Restoring Honor for LGBTQ+ Veterans: A Matter of Life & Death
How many military veterans do you know personally? For the longest time, I only knew one: my grandpa. My grandpa landed at Normandy on D+3, June 9, 1944. Three days following General Eisenhower’s successful efforts on Utah Beach, my grandpa had landed and was tasked with liberating Nazi concentration camps. A young Jewish man, the trauma of genocide and war must have haunted him. I can only imagine because he never vocalized his experiences to me. However, I internalized one unspoken lesson: I must learn from his heroism and sacrifice and devote my life to serving veterans who have endured the invisible wounds of war — psychological scars — since our nation’s founding. My grandpa’s Greatest Generation was no exception, and neither are post-9/11 veterans. In the words of Abraham Lincoln at his second inaugural address 120 years before my grandpa’s unit returned to New York Harbor, Americans must “care for him who shall have borne the battle and for his widow, and his orphan.” This solemn promise is so sacred that it is the motto for the VA to this day.
Against the backdrop of the veteran suicide crisis, I invoke Lincoln’s words and ask that Congress restores the honor, dignity, and benefits of LGBTQ+ who were denied benefits on the basis of their sexual orientation. Correcting unjust discharges would mean LGBTQ+ veterans access crucial VA mental healthcare resources, as veterans grapple with mental health wounds and suicide. Here is what I recommend: Congress must pass S.1956 — Restore Honor to Service Members Act to ensure equity for LGTBQ+ Veterans. The restored benefits could save lives by curbing the per day veteran suicide rate.
According to the latest data released by the VA, 17.6 veterans commit suicide per day, a rise from 17.5 average suicide deaths per day one year prior. The rate is unsurprisingly higher for those veterans who did not receive recent (i.e. within one year of suicide) VA care: “In 2018, the average of 17.6 Veteran suicides per day comprised 6.5 Veterans with recent VHA use and 11.1 Veterans without recent VHA use.” The data are deeply troubling given the scores of veterans rendered ineligible for VA benefits under, now repealed, federal law, Don’t Ask, Don’t Tell.
Under the policy, veterans were discharged from the military without benefits or honorable status merely on the basis of their sexual orientation. LGBTQ+ veterans who sacrificed their lives to protect their fellow Americans were discharged from the military without the full rights, benefits, and services they deserved. Inconceivably, even after the repeal of Don’t Ask, Don’t Tell, LGBTQ+ veterans have still been left behind, as their less than honorable discharge status keeps them ineligible from life-saving benefits.
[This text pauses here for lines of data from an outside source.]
//! General-purpose ODE integration: fixed-step Runge-Kutta 4 and adaptive
//! Runge-Kutta-Fehlberg 4(5).
//!
//! Grounded directly in `differential.h`'s `runge_kutta_4` and
//! `runge_kutta_fehlberg_45`, which is the authoritative copy of the
//! Fehlberg tableau constants in the corpus (the older duplicate in
//! `support.cpp`, used only by the scalar phase-update call sites, carries
//! different `hmin`/`hmax`/iteration-cap constants and an inverted
//! termination check; this module follows `differential.h`'s values since
//! they are the ones the specification states explicitly).
//!
//! The original threads extra arguments for the right-hand side through a
//! `void*` vector (`extra_argument`). Here the right-hand side is simply an
//! `FnMut(f64, &DifferState) -> DifferState` closure, so whatever context a
//! caller needs (oscillator index, network reference) is captured directly
//! instead of marshaled through an untyped vector.

use crate::error::{CoreError, Result};

/// A fixed-length vector of state variables with the small amount of algebra
/// the integrators need. No two states participating in an operation may
/// differ in length.
#[derive(Debug, Clone, PartialEq)]
pub struct DifferState(pub Vec<f64>);

impl DifferState {
    pub fn zeros(n: usize) -> Self {
        DifferState(vec![0.0; n])
    }

    pub fn len(&self) -> usize {
        self.0.len()
    }

    pub fn is_empty(&self) -> bool {
        self.0.is_empty()
    }

    fn check(&self, other: &DifferState) -> Result<()> {
        if self.0.len() != other.0.len() {
            return Err(CoreError::DimensionMismatch {
                expected: self.0.len(),
                actual: other.0.len(),
            });
        }
        Ok(())
    }

    pub fn add_assign(&mut self, other: &DifferState) -> Result<()> {
        self.check(other)?;
        for (a, b) in self.0.iter_mut().zip(&other.0) {
            *a += b;
        }
        Ok(())
    }

    pub fn sub_assign(&mut self, other: &DifferState) -> Result<()> {
        self.check(other)?;
        for (a, b) in self.0.iter_mut().zip(&other.0) {
            *a -= b;
        }
        Ok(())
    }

    pub fn scale(&self, factor: f64) -> DifferState {
        DifferState(self.0.iter().map(|x| x * factor).collect())
    }

    pub fn added(&self, other: &DifferState) -> DifferState {
        DifferState(self.0.iter().zip(&other.0).map(|(a, b)| a + b).collect())
    }

    pub fn infinity_norm_diff(&self, other: &DifferState) -> f64 {
        self.0
            .iter()
            .zip(&other.0)
            .map(|(a, b)| (a - b).abs())
            .fold(0.0, f64::max)
    }
}

/// One recorded `(time, state)` pair.
#[derive(Debug, Clone, PartialEq)]
pub struct TrajectoryPoint {
    pub time: f64,
    pub state: DifferState,
}

/// Result of an adaptive integration: the trajectory plus whether the
/// iteration cap was hit before convergence (advisory, non-fatal).
#[derive(Debug, Clone)]
pub struct IntegrationResult {
    pub trajectory: Vec<TrajectoryPoint>,
    pub stalled: bool,
}

/// Fixed-step classical RK4 over `[t_start, t_end]` in `steps` equal
/// intervals. When `collect` is false only the final state is returned.
pub fn integrate_rk4<F>(
    mut f: F,
    y0: DifferState,
    t_start: f64,
    t_end: f64,
    steps: usize,
    collect: bool,
) -> Result<Vec<TrajectoryPoint>>
where
    F: FnMut(f64, &DifferState) -> DifferState,
{
    if steps == 0 {
        return Err(CoreError::InvalidParameter("rk4 step count must be positive".into()));
    }

    let h = (t_end - t_start) / steps as f64;
    let mut t = t_start;
    let mut y = y0;
    let mut trajectory = Vec::new();
    if collect {
        trajectory.push(TrajectoryPoint { time: t, state: y.clone() });
    }

    for _ in 0..steps {
        let k1 = f(t, &y);
        let y2 = y.added(&k1.scale(h / 2.0));
        let k2 = f(t + h / 2.0, &y2);
        let y3 = y.added(&k2.scale(h / 2.0));
        let k3 = f(t + h / 2.0, &y3);
        let y4 = y.added(&k3.scale(h));
        let k4 = f(t + h, &y4);

        let sum = k1.added(&k2.scale(2.0)).added(&k3.scale(2.0)).added(&k4);
        y = y.added(&sum.scale(h / 6.0));
        t += h;

        if collect {
            trajectory.push(TrajectoryPoint { time: t, state: y.clone() });
        }
    }

    if !collect {
        trajectory.push(TrajectoryPoint { time: t, state: y });
    }

    Ok(trajectory)
}

// Fehlberg 4(5) Butcher tableau, matching `differential.h`'s `factor` namespace exactly.
mod factor {
    pub const A2: f64 = 1.0 / 4.0;
    pub const A3: f64 = 3.0 / 8.0;
    pub const A4: f64 = 12.0 / 13.0;
    pub const A5: f64 = 1.0;
    pub const A6: f64 = 1.0 / 2.0;

    pub const B2: f64 = 1.0 / 4.0;
    pub const B3: f64 = 3.0 / 32.0;
    pub const B4: f64 = 1932.0 / 2197.0;
    pub const B5: f64 = 439.0 / 216.0;
    pub const B6: f64 = -8.0 / 27.0;

    pub const C3: f64 = 9.0 / 32.0;
    pub const C4: f64 = -7200.0 / 2197.0;
    pub const C5: f64 = -8.0;
    pub const C6: f64 = 2.0;

    pub const D4: f64 = 7296.0 / 2197.0;
    pub const D5: f64 = 3680.0 / 513.0;
    pub const D6: f64 = -3544.0 / 2565.0;

    pub const E5: f64 = -845.0 / 4104.0;
    pub const E6: f64 = 1859.0 / 4104.0;

    pub const F6: f64 = -11.0 / 40.0;

    // 5th order solution weights.
    pub const N1: f64 = 16.0 / 135.0;
    pub const N3: f64 = 6656.0 / 12825.0;
    pub const N4: f64 = 28561.0 / 56430.0;
    pub const N5: f64 = -9.0 / 50.0;
    pub const N6: f64 = 2.0 / 55.0;

    // 4th order solution weights (for error estimation).
    pub const R1: f64 = 25.0 / 216.0;
    pub const R3: f64 = 1408.0 / 2565.0;
    pub const R4: f64 = 2197.0 / 4104.0;
    pub const R5: f64 = -1.0 / 5.0;
    pub const R6: f64 = 0.0;
}

const MAX_ITERATIONS: usize = 300;

/// Adaptive RKF45 over `[t_start, t_end]`. `tolerance` bounds the per-step
/// infinity-norm difference between the embedded 4th- and 5th-order
/// estimates. Initial step `h = (t_end - t_start) / 10`, `h_min = h / 1000`,
/// `h_max = 1000 * h`, matching `differential.h` (and, transitively, the
/// numeric values stated in the specification).
pub fn integrate_rkf45<F>(
    mut f: F,
    y0: DifferState,
    t_start: f64,
    t_end: f64,
    tolerance: f64,
    collect: bool,
) -> Result<IntegrationResult>
where
    F: FnMut(f64, &DifferState) -> DifferState,
{
    if tolerance <= 0.0 {
        return Err(CoreError::InvalidParameter("rkf45 tolerance must be positive".into()));
    }
    if t_end <= t_start {
        return Err(CoreError::InvalidParameter("rkf45 requires t_end > t_start".into()));
    }

    let mut h = (t_end - t_start) / 10.0;
    let h_min = h / 1000.0;
    let h_max = 1000.0 * h;

    let mut t = t_start;
    let mut y = y0;
    let mut trajectory = Vec::new();
    if collect {
        trajectory.push(TrajectoryPoint { time: t, state: y.clone() });
    }

    let mut stalled = false;
    let mut iterations = 0;

    while t < t_end {
        if iterations >= MAX_ITERATIONS {
            stalled = true;
            break;
        }

        if t + h > t_end {
            h = t_end - t;
        }

        let k1 = f(t, &y).scale(h);
        let k2 = f(t + factor::A2 * h, &y.added(&k1.scale(factor::B2))).scale(h);
        let k3 = f(
            t + factor::A3 * h,
            &y.added(&k1.scale(factor::B3)).added(&k2.scale(factor::C3)),
        )
        .scale(h);
        let k4 = f(
            t + factor::A4 * h,
            &y.added(&k1.scale(factor::B4))
                .added(&k2.scale(factor::C4))
                .added(&k3.scale(factor::D4)),
        )
        .scale(h);
        let k5 = f(
            t + factor::A5 * h,
            &y.added(&k1.scale(factor::B5))
                .added(&k2.scale(factor::C5))
                .added(&k3.scale(factor::D5))
                .added(&k4.scale(factor::E5)),
        )
        .scale(h);
        let k6 = f(
            t + factor::A6 * h,
            &y.added(&k1.scale(factor::B6))
                .added(&k2.scale(factor::C6))
                .added(&k3.scale(factor::D6))
                .added(&k4.scale(factor::E6))
                .added(&k5.scale(factor::F6)),
        )
        .scale(h);

        let y5 = y
            .added(&k1.scale(factor::N1))
            .added(&k3.scale(factor::N3))
            .added(&k4.scale(factor::N4))
            .added(&k5.scale(factor::N5))
            .added(&k6.scale(factor::N6));
        let y4 = y
            .added(&k1.scale(factor::R1))
            .added(&k3.scale(factor::R3))
            .added(&k4.scale(factor::R4))
            .added(&k5.scale(factor::R5))
            .added(&k6.scale(factor::R6));

        let err = y5.infinity_norm_diff(&y4);

        if err < tolerance || h < 2.0 * h_min {
            t += h;
            y = y5;
            iterations += 1;
            if collect {
                trajectory.push(TrajectoryPoint { time: t, state: y.clone() });
            }

            let s = 0.84 * (tolerance * h / err.max(f64::EPSILON)).powf(0.25);
            if s > 1.5 && h * 2.0 < h_max {
                h *= 2.0;
            }
        } else {
            h /= 2.0;
            continue;
        }
    }

    if !collect {
        trajectory = vec![TrajectoryPoint { time: t, state: y }];
    }

    Ok(IntegrationResult { trajectory, stalled })
}

#[cfg(test)]
mod tests {
    use super::*;
    use approx::assert_relative_eq;

    // y' = y, y(0) = 1 has the exact solution y(t) = e^t.
    fn rhs(_t: f64, y: &DifferState) -> DifferState {
        y.clone()
    }

    #[test]
    fn rk4_matches_exponential() {
        let traj = integrate_rk4(rhs, DifferState(vec![1.0]), 0.0, 1.0, 1000, false).unwrap();
        assert_relative_eq!(traj.last().unwrap().state.0[0], std::f64::consts::E, epsilon = 1e-4);
    }

    #[test]
    fn rkf45_matches_exponential() {
        let result = integrate_rkf45(rhs, DifferState(vec![1.0]), 0.0, 1.0, 1e-5, false).unwrap();
        assert_relative_eq!(
            result.trajectory.last().unwrap().state.0[0],
            std::f64::consts::E,
            epsilon = 1e-5
        );
        assert!(!result.stalled);
    }

    #[test]
    fn rk4_rejects_zero_steps() {
        assert!(integrate_rk4(rhs, DifferState(vec![1.0]), 0.0, 1.0, 0, false).is_err());
    }

    #[test]
    fn state_algebra_rejects_mismatched_length() {
        let mut a = DifferState(vec![1.0, 2.0]);
        let b = DifferState(vec![1.0]);
        assert!(a.add_assign(&b).is_err());
    }
}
LGTBQ+ veterans in New York State had enough of this discrimination, recognizing that this bigotry had fatal consequences. The New York State veteran suicide rate is 21.7% with 172 suicide deaths in 2018 alone according to the most recent data. Consequently, veteran groups advocated for New York State to take action. Tenacious advocacy paid off. Governor Cuomo signed The Restoration of Honor Act (S.45B/A.8097) on November 12, 2019. This show of equality is a strong start. However, it is time for Congress to pass a federal version of the bill to ensure equity for all LGTBQ+ veterans. As citizens, we must heed Lincoln’s vision to care for the veterans who have “borne the battle.”
First, we must self-reflect. The military transition to civilian life is a challenge: benefits are terribly confusing and the path to vocational and educational success are marred with their own irregularities, inefficiencies, and biases towards civilians. Civilians and veterans are not on the same page according to the Defense Department. On the home front, we must champion veterans by bridging the military-civilian divide. We must care for these veterans personally, as I did my grandpa and now do all of my LGBTQ+ veterans friends fighting for their honor.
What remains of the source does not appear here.